WHAT IS BEING ASKED ▸
Print the listing below from its opening line through the line holding "whoever owns it", both ends included.

LISTED RECORDS ▸
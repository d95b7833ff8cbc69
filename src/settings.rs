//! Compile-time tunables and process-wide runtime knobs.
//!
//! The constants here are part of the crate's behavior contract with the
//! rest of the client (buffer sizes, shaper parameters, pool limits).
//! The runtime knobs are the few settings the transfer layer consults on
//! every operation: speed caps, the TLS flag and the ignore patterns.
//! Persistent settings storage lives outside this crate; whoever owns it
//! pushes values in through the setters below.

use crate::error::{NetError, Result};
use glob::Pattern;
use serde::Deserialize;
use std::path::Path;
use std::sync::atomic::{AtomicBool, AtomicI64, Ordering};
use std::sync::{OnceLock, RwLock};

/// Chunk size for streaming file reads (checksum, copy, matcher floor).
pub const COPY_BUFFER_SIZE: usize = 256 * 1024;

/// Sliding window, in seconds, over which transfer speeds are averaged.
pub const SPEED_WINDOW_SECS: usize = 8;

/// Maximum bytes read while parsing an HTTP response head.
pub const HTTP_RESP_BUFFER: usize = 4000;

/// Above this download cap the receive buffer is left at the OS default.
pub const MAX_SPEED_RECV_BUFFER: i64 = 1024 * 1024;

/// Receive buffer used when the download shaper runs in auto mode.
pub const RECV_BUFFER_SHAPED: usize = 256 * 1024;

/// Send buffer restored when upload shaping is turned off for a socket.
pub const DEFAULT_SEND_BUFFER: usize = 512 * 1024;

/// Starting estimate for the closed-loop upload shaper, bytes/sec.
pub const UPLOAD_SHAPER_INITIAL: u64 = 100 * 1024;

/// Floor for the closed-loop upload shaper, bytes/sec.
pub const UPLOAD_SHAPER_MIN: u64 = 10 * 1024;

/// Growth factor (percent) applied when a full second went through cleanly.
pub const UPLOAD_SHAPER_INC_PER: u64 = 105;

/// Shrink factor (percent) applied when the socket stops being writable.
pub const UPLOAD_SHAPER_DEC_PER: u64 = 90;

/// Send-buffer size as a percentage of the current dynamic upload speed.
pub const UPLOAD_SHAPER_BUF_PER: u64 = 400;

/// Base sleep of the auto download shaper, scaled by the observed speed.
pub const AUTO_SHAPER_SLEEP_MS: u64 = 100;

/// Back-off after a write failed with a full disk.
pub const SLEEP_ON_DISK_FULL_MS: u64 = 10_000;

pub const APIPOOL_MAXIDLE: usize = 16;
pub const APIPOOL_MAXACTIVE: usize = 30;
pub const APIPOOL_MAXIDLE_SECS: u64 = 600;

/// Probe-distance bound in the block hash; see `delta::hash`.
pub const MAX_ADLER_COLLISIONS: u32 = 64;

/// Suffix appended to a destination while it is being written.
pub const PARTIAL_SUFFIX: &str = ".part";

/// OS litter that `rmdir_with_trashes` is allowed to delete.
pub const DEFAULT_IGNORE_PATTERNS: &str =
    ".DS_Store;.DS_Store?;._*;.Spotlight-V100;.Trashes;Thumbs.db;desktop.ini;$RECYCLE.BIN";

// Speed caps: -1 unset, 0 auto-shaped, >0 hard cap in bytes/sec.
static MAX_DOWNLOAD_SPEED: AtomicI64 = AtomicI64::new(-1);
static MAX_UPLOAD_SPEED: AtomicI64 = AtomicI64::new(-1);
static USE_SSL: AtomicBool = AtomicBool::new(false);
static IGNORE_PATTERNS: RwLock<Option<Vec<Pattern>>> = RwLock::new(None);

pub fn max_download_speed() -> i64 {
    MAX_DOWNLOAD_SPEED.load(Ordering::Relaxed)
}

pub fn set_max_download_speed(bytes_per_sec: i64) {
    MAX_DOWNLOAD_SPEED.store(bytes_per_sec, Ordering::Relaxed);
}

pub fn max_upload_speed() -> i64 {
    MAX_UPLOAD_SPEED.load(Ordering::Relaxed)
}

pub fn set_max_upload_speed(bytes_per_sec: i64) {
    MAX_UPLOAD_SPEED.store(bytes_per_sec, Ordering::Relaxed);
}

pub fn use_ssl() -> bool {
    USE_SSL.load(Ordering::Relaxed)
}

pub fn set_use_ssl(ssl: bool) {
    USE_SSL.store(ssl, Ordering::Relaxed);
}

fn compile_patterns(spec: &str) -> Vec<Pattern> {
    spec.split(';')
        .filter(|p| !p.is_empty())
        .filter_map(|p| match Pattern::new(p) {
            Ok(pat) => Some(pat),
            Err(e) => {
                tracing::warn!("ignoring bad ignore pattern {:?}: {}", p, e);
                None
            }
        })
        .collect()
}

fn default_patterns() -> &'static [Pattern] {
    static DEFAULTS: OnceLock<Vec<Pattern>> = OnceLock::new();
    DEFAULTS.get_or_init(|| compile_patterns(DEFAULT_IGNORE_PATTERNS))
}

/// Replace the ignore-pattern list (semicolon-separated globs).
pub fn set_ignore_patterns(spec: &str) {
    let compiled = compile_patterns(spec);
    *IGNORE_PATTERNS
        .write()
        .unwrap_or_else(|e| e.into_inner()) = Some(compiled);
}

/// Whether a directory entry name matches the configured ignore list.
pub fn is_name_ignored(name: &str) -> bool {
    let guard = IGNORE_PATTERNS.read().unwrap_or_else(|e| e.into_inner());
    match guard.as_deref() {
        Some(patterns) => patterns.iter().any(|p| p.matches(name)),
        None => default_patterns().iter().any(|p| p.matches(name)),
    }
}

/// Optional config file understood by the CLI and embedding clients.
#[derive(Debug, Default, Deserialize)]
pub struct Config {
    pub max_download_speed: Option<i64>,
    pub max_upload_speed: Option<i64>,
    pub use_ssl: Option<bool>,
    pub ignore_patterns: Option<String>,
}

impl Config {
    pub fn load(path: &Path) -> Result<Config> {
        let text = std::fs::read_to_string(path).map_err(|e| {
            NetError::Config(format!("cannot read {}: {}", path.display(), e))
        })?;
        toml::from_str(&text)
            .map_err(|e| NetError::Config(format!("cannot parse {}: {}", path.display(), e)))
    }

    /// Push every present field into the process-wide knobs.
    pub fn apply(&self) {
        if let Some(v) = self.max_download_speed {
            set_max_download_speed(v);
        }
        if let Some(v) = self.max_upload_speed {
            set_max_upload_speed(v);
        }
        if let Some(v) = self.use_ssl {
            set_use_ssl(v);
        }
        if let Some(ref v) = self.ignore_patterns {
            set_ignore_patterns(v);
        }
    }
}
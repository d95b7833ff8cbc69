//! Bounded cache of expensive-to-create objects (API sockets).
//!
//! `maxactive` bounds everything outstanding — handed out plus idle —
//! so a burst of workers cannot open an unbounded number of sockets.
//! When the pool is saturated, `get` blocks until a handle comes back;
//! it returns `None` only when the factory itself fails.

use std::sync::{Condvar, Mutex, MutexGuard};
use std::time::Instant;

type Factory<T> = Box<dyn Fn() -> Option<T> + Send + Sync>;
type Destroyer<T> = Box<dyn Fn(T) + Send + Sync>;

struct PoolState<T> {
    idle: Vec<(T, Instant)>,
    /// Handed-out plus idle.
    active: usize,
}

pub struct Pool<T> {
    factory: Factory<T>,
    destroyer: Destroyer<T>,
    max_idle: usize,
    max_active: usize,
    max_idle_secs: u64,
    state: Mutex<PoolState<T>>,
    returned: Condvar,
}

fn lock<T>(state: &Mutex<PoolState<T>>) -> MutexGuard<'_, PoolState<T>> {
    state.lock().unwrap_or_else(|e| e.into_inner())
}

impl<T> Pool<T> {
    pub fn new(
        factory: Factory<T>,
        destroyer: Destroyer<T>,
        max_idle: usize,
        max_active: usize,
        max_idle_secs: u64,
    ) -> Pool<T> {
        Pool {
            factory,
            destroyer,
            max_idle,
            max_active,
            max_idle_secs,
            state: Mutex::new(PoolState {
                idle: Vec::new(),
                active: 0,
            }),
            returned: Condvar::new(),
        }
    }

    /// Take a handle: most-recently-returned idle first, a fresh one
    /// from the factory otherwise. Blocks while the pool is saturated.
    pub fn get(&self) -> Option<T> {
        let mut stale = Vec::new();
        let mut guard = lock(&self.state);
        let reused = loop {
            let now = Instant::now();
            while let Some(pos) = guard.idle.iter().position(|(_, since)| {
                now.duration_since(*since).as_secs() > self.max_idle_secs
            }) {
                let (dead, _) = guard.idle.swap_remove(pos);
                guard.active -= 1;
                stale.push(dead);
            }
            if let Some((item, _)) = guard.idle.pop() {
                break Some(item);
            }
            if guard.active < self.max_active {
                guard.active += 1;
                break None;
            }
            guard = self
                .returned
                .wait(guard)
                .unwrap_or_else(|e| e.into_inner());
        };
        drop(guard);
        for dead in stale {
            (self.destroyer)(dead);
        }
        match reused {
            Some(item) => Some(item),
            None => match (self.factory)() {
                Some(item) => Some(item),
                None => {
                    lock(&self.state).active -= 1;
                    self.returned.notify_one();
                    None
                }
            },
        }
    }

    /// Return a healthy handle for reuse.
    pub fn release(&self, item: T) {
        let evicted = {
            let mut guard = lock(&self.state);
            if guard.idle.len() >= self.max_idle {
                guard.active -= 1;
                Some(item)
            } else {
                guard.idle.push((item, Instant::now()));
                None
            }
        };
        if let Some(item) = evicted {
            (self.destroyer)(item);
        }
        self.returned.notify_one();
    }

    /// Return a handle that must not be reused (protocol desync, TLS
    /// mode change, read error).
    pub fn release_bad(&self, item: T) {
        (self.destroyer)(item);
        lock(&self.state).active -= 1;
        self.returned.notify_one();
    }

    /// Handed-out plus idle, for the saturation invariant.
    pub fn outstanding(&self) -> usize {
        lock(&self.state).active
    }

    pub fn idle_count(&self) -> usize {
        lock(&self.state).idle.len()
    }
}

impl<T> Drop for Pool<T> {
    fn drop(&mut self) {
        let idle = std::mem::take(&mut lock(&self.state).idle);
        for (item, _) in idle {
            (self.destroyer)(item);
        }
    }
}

RESULT OF THIS TASK ▸
repository d95b7833ff8cbc69
filename src/settings.rs
//! Compile-time tunables and process-wide runtime knobs.
//!
//! The constants here are part of the crate's behavior contract with the
//! rest of the client (buffer sizes, shaper parameters, pool limits).
//! The runtime knobs are the few settings the transfer layer consults on
//! every operation: speed caps, the TLS flag and the ignore patterns.
//! Persistent settings storage lives outside this crate; whoever owns it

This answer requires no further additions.